Un moment de grande émotion a marqué les premières heures du procès intenté à quatre hommes pour le crash du vol MH17, le 17 juillet 2014, quand la procureure, Dedy Woei-A-Tsoi, a égrené durant vingt minutes, lundi 9 mars, le nom des 298 victimes du Boeing de Malaysia Airlines, abattu par un missile au-dessus du territoire est-ukrainien.
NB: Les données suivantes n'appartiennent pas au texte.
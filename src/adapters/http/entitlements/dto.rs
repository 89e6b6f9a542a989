//! HTTP DTOs (Data Transfer Objects) for entitlement endpoints.
//!
//! These types define the JSON request/response structure for the API.
//! They serve as the boundary between HTTP and the application layer.

use chrono::{DateTime, Utc};
use serde::{Deserialize, Serialize};

use crate::application::handlers::lifecycle::HandlePaymentEventResult;
use crate::application::handlers::ConsumeEntitlementResult;
use crate::domain::catalog::{Plan, PlanKind, PlanTerms};
use crate::domain::entitlement::{PublishingRights, RestrictionReason};
use crate::domain::grant::{Grant, GrantStatus, GrantUsage};
use crate::domain::lifecycle::PaymentOutcome;

// ════════════════════════════════════════════════════════════════════════════════
// Request DTOs
// ════════════════════════════════════════════════════════════════════════════════

/// Query string for `GET /api/plans`.
#[derive(Debug, Clone, Default, Deserialize)]
pub struct ListPlansParams {
    #[serde(default)]
    pub kind: Option<PlanKind>,
}

/// Request to start a purchase.
#[derive(Debug, Clone, Deserialize)]
pub struct InitiatePurchaseRequest {
    pub plan_id: String,
    /// Provider transaction id that will later settle this purchase.
    #[serde(default)]
    pub external_payment_ref: Option<String>,
}

/// Settlement event delivered by the payment provider.
#[derive(Debug, Clone, Deserialize)]
pub struct PaymentWebhookRequest {
    pub external_ref: String,
    pub outcome: PaymentOutcome,
    /// When the provider says the outcome happened; defaults to receipt time.
    #[serde(default)]
    pub timestamp: Option<DateTime<Utc>>,
}

// ════════════════════════════════════════════════════════════════════════════════
// Response DTOs
// ════════════════════════════════════════════════════════════════════════════════

/// A purchasable plan.
#[derive(Debug, Clone, Serialize)]
pub struct PlanResponse {
    pub id: String,
    pub name: String,
    pub display_name: String,
    pub kind: PlanKind,
    pub price_cents: i64,
    pub currency: String,
    pub duration_days: u32,
    #[serde(skip_serializing_if = "Option::is_none")]
    pub weekly_limit: Option<u32>,
    #[serde(skip_serializing_if = "Option::is_none")]
    pub monthly_limit: Option<u32>,
    #[serde(skip_serializing_if = "Option::is_none")]
    pub total_credits: Option<u32>,
    pub metadata: serde_json::Value,
}

impl From<Plan> for PlanResponse {
    fn from(plan: Plan) -> Self {
        let (weekly_limit, monthly_limit, total_credits) = match plan.terms {
            PlanTerms::Subscription {
                weekly_limit,
                monthly_limit,
            } => (Some(weekly_limit), Some(monthly_limit), None),
            PlanTerms::Package { total_credits } => (None, None, Some(total_credits)),
        };
        Self {
            id: plan.id.to_string(),
            kind: plan.terms.kind(),
            name: plan.name,
            display_name: plan.display_name,
            price_cents: plan.price.amount_cents(),
            currency: plan.price.currency().to_string(),
            duration_days: plan.duration_days,
            weekly_limit,
            monthly_limit,
            total_credits,
            metadata: plan.metadata,
        }
    }
}

#[derive(Debug, Clone, Serialize)]
pub struct PlansResponse {
    pub plans: Vec<PlanResponse>,
}

/// Whether the user may publish, and what is left.
#[derive(Debug, Clone, Serialize)]
pub struct PublishingRightsResponse {
    pub can_publish: bool,
    pub restriction_reason: Option<RestrictionReason>,
    pub weekly_remaining: Option<u32>,
    pub monthly_remaining: Option<u32>,
    pub credits_remaining: u32,
    pub selected_grant_id: Option<String>,
}

impl From<PublishingRights> for PublishingRightsResponse {
    fn from(rights: PublishingRights) -> Self {
        Self {
            can_publish: rights.can_publish,
            restriction_reason: rights.restriction_reason,
            weekly_remaining: rights.weekly_remaining,
            monthly_remaining: rights.monthly_remaining,
            credits_remaining: rights.credits_remaining,
            selected_grant_id: rights.selected_grant.map(|id| id.to_string()),
        }
    }
}

/// The grant a successful consume debited.
#[derive(Debug, Clone, Serialize)]
pub struct ConsumeResponse {
    pub grant_id: String,
    pub kind: PlanKind,
}

impl From<ConsumeEntitlementResult> for ConsumeResponse {
    fn from(result: ConsumeEntitlementResult) -> Self {
        Self {
            grant_id: result.grant_id.to_string(),
            kind: result.kind,
        }
    }
}

/// Usage counters of a grant, by kind.
#[derive(Debug, Clone, Serialize)]
#[serde(tag = "kind", rename_all = "snake_case")]
pub enum UsageResponse {
    Subscription {
        weekly_limit: u32,
        weekly_used: u32,
        monthly_limit: u32,
        monthly_used: u32,
    },
    Package {
        total_credits: u32,
        used_credits: u32,
    },
}

impl From<GrantUsage> for UsageResponse {
    fn from(usage: GrantUsage) -> Self {
        match usage {
            GrantUsage::Subscription(u) => UsageResponse::Subscription {
                weekly_limit: u.weekly_limit(),
                weekly_used: u.weekly_used(),
                monthly_limit: u.monthly_limit(),
                monthly_used: u.monthly_used(),
            },
            GrantUsage::Package(u) => UsageResponse::Package {
                total_credits: u.total_credits(),
                used_credits: u.used_credits(),
            },
        }
    }
}

#[derive(Debug, Clone, Serialize)]
pub struct GrantResponse {
    pub id: String,
    pub user_id: String,
    pub plan_id: String,
    pub status: GrantStatus,
    pub price_cents: i64,
    pub currency: String,
    pub usage: UsageResponse,
    pub started_at: Option<String>,
    pub expired_at: Option<String>,
    pub external_payment_ref: Option<String>,
    pub created_at: String,
}

impl From<Grant> for GrantResponse {
    fn from(grant: Grant) -> Self {
        Self {
            id: grant.id.to_string(),
            user_id: grant.user_id.to_string(),
            plan_id: grant.plan_id.to_string(),
            status: grant.status,
            price_cents: grant.price.amount_cents(),
            currency: grant.price.currency().to_string(),
            usage: UsageResponse::from(grant.usage),
            started_at: grant.started_at.map(|t| t.as_datetime().to_rfc3339()),
            expired_at: grant.expired_at.map(|t| t.as_datetime().to_rfc3339()),
            external_payment_ref: grant.external_payment_ref,
            created_at: grant.created_at.as_datetime().to_rfc3339(),
        }
    }
}

/// Acknowledgement of a payment event.
#[derive(Debug, Clone, Serialize)]
pub struct PaymentWebhookResponse {
    pub grant_id: String,
    /// One of `activated`, `cancelled`, `already_applied`, `ignored`.
    pub result: &'static str,
    #[serde(skip_serializing_if = "Vec::is_empty")]
    pub superseded: Vec<String>,
}

impl From<HandlePaymentEventResult> for PaymentWebhookResponse {
    fn from(result: HandlePaymentEventResult) -> Self {
        match result {
            HandlePaymentEventResult::Activated {
                grant_id,
                superseded,
            } => Self {
                grant_id: grant_id.to_string(),
                result: "activated",
                superseded: superseded.iter().map(|id| id.to_string()).collect(),
            },
            HandlePaymentEventResult::Cancelled { grant_id } => Self {
                grant_id: grant_id.to_string(),
                result: "cancelled",
                superseded: vec![],
            },
            HandlePaymentEventResult::AlreadyApplied { grant_id } => Self {
                grant_id: grant_id.to_string(),
                result: "already_applied",
                superseded: vec![],
            },
            HandlePaymentEventResult::Ignored { grant_id, .. } => Self {
                grant_id: grant_id.to_string(),
                result: "ignored",
                superseded: vec![],
            },
        }
    }
}

/// Error response body.
#[derive(Debug, Clone, Serialize, Deserialize)]
pub struct ErrorResponse {
    /// Error code for programmatic handling.
    pub error_code: String,
    /// Human-readable error message.
    pub message: String,
    /// Whether the same request may succeed if sent again later.
    pub retryable: bool,
    /// Additional details (optional).
    #[serde(skip_serializing_if = "Option::is_none")]
    pub details: Option<serde_json::Value>,
}

impl ErrorResponse {
    pub fn new(error_code: impl Into<String>, message: impl Into<String>) -> Self {
        Self {
            error_code: error_code.into(),
            message: message.into(),
            retryable: false,
            details: None,
        }
    }

    pub fn with_details(
        error_code: impl Into<String>,
        message: impl Into<String>,
        details: serde_json::Value,
    ) -> Self {
        Self {
            details: Some(details),
            ..Self::new(error_code, message)
        }
    }

    pub fn retryable(mut self, retryable: bool) -> Self {
        self.retryable = retryable;
        self
    }
}
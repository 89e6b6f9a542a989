//! Publish Entitlements - Subscription and credit entitlement engine
//!
//! Decides whether a user may publish an event and debits exactly one unit
//! of entitlement per publish. Users hold subscription grants (weekly and
//! monthly quotas) and prepaid credit packages; consumption prefers the
//! subscription and falls back to packages oldest first. Every counter
//! write is a guarded update, so limits hold under concurrent consumers.

pub mod adapters;
pub mod application;
pub mod config;
pub mod domain;
pub mod ports;
pub mod telemetry;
Les quatre individus qui sont jugés par contumace aux Pays-Bas ont, selon l’accusation, contribué à l’acheminement depuis la Russie, puis à l’évacuation du système russe antiaérien Buk, dont un missile a frappé l’avion. Mais ils ne sont pas accusés d’être les auteurs du tir. Un drame «à peine concevable», a déclaré le président du tribunal, Hendrik Steenhuis. Un drame dans lequel une responsabilité semble, en tout cas, établie d’emblée, selon le Ministère public: celle de la Russie, dont «les services de sécurité tentent activement d’entraver les efforts pour établir la vérité», déclarait mardi le procureur Thijs Berger. «Nous avons ici un exemple type d’une campagne de désinformation par le gouvernement russe», ajoutait Mme Woei-A-Tsoi.